• RECORD SET:
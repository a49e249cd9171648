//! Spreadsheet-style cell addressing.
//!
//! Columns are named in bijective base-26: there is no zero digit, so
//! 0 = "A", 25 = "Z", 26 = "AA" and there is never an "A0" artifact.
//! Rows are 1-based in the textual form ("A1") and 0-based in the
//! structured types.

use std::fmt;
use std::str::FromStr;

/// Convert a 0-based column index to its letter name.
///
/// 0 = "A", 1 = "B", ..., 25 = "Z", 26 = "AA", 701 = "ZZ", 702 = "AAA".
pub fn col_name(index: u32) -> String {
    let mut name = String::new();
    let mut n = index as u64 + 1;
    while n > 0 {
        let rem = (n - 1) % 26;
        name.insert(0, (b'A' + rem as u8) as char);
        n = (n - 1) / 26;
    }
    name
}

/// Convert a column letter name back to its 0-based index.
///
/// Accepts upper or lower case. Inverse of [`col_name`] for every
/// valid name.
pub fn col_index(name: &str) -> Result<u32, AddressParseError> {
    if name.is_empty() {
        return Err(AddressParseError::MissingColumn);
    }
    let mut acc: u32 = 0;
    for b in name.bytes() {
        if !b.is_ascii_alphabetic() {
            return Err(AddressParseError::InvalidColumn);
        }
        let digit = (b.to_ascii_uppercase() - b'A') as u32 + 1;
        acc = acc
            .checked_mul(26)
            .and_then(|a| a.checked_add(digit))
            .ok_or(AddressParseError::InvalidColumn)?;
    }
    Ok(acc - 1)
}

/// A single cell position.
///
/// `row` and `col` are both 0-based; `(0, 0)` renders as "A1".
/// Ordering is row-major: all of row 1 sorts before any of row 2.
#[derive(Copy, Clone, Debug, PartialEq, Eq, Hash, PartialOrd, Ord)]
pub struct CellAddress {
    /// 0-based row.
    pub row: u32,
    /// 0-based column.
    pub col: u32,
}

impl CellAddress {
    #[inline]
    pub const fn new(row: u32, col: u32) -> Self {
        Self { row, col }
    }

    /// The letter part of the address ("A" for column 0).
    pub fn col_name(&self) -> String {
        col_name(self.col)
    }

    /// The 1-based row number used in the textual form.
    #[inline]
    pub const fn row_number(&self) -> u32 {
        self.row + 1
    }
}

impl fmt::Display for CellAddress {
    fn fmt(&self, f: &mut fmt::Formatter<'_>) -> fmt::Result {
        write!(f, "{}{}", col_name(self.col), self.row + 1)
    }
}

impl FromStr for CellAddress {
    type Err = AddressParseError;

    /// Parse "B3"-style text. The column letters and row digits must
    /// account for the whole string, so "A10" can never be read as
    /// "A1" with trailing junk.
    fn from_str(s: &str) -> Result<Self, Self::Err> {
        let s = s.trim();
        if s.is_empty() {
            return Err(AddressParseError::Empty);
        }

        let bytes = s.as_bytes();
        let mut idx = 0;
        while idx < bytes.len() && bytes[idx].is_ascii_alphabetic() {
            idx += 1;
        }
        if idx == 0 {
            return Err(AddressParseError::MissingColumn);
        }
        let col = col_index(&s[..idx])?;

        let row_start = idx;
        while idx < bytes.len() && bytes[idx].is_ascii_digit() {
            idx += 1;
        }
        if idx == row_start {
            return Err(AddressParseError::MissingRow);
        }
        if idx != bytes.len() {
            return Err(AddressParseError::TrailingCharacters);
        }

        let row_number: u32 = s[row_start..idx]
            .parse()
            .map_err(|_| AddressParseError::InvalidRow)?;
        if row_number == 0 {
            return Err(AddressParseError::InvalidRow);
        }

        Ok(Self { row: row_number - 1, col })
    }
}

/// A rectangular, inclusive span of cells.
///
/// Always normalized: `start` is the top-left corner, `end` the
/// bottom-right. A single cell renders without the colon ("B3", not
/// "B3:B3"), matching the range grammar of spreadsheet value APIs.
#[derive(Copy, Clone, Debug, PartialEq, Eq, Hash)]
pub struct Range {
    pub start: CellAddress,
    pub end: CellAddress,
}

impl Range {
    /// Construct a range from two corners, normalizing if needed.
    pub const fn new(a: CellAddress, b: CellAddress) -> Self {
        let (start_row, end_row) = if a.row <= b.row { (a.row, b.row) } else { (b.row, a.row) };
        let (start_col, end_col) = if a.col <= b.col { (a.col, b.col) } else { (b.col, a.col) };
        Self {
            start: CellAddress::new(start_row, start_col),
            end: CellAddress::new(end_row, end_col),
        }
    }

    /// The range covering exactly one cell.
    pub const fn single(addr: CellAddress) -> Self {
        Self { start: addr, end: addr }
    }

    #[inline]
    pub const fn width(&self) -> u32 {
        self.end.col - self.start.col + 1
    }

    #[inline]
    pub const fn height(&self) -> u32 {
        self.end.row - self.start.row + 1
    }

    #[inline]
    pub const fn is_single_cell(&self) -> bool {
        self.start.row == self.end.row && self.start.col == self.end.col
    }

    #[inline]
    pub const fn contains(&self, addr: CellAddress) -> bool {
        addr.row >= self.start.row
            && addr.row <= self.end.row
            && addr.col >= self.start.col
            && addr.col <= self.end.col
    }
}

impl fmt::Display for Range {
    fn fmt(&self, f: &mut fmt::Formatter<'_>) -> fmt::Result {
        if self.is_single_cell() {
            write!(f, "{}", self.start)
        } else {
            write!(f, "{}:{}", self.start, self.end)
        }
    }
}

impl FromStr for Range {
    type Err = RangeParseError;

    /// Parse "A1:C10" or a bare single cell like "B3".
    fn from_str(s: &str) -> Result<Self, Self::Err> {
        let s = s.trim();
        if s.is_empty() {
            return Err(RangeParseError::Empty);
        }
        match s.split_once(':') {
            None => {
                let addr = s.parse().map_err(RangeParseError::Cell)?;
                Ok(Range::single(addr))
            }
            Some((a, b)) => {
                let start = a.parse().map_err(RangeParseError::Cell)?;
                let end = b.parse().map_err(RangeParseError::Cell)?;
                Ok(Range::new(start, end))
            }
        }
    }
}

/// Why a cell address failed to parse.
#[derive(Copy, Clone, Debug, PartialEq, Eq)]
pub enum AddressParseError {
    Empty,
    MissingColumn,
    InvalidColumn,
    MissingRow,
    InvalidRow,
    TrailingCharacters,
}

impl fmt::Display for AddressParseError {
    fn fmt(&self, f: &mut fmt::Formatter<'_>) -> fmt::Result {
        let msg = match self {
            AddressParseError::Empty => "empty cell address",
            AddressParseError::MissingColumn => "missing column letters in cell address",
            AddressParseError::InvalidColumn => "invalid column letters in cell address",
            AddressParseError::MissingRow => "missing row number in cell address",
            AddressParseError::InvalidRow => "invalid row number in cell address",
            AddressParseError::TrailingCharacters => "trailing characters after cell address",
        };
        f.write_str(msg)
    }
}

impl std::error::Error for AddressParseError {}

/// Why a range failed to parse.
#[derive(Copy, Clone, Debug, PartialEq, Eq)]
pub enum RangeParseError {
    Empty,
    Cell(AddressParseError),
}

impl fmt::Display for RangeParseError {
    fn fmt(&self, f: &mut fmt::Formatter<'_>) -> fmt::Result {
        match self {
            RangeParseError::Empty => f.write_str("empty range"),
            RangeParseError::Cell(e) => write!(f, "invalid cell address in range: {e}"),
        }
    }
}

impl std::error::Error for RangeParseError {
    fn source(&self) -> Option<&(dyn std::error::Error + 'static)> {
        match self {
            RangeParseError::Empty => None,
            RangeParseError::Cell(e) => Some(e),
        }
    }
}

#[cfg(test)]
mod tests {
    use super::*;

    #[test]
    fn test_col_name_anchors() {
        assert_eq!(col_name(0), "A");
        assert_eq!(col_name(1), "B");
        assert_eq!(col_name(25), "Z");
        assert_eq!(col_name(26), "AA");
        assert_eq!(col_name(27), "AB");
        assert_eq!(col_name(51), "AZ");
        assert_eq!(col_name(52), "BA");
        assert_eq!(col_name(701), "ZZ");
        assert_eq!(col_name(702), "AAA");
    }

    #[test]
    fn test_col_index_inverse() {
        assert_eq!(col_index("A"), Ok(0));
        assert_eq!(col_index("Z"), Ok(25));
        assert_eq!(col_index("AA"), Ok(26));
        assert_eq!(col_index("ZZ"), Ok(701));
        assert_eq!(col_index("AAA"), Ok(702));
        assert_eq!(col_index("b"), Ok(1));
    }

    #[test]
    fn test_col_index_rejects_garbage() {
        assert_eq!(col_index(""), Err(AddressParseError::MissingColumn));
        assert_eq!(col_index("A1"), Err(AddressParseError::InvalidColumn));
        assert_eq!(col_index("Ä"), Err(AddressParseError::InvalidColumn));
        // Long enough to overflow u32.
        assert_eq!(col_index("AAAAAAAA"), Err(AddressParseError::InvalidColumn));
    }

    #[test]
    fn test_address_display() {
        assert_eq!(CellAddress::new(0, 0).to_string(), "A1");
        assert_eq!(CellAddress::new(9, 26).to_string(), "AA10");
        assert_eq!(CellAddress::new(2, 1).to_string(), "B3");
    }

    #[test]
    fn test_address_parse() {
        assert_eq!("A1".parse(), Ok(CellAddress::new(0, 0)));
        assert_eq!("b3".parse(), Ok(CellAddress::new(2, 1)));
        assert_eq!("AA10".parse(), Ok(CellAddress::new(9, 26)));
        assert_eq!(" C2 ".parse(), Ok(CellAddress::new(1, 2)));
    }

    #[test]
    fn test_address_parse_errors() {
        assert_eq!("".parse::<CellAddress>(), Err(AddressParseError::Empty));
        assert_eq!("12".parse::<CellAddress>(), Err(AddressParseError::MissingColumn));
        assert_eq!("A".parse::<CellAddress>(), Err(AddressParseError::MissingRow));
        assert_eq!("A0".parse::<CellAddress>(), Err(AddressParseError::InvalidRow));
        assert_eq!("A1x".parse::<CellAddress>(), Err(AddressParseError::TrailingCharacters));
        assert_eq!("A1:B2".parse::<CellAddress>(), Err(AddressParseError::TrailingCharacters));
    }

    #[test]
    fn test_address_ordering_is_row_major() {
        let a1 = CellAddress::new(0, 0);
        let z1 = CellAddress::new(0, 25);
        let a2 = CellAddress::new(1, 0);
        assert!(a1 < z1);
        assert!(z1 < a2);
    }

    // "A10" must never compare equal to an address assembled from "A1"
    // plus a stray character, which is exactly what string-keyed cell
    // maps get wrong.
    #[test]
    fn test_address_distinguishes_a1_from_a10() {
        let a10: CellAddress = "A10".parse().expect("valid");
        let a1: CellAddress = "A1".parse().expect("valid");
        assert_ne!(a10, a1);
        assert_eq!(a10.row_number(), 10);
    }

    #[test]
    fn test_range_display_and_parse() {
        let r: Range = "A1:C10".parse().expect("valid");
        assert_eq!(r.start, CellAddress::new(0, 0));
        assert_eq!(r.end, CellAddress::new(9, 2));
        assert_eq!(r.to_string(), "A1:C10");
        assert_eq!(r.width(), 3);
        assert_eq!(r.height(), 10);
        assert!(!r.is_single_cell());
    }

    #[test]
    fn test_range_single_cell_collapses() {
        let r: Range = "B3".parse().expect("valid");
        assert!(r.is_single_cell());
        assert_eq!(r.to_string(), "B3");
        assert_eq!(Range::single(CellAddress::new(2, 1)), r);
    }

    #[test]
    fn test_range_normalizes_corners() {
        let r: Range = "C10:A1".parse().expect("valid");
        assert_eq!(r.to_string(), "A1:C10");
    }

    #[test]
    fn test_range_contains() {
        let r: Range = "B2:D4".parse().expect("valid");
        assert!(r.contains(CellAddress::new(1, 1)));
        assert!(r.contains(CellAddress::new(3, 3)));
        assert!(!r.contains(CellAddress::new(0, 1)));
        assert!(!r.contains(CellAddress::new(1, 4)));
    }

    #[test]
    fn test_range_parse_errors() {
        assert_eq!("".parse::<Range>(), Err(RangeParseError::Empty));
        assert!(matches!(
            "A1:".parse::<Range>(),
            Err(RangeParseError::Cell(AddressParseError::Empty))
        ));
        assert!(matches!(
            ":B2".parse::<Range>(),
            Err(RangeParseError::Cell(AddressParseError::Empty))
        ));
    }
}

• TASK: Please copy, without any change, the lines of the material from the first through the one containing "let digit = (b.to_ascii_uppercase()". Write nothing else.

• COMPLETED EXERCISE:
repository a49e249cd9171648
//! Spreadsheet-style cell addressing.
//!
//! Columns are named in bijective base-26: there is no zero digit, so
//! 0 = "A", 25 = "Z", 26 = "AA" and there is never an "A0" artifact.
//! Rows are 1-based in the textual form ("A1") and 0-based in the
//! structured types.

use std::fmt;
use std::str::FromStr;

/// Convert a 0-based column index to its letter name.
///
/// 0 = "A", 1 = "B", ..., 25 = "Z", 26 = "AA", 701 = "ZZ", 702 = "AAA".
pub fn col_name(index: u32) -> String {
    let mut name = String::new();
    let mut n = index as u64 + 1;
    while n > 0 {
        let rem = (n - 1) % 26;
        name.insert(0, (b'A' + rem as u8) as char);
        n = (n - 1) / 26;
    }
    name
}

/// Convert a column letter name back to its 0-based index.
///
/// Accepts upper or lower case. Inverse of [`col_name`] for every
/// valid name.
pub fn col_index(name: &str) -> Result<u32, AddressParseError> {
    if name.is_empty() {
        return Err(AddressParseError::MissingColumn);
    }
    let mut acc: u32 = 0;
    for b in name.bytes() {
        if !b.is_ascii_alphabetic() {
            return Err(AddressParseError::InvalidColumn);
        }
        let digit = (b.to_ascii_uppercase() - b'A') as u32 + 1;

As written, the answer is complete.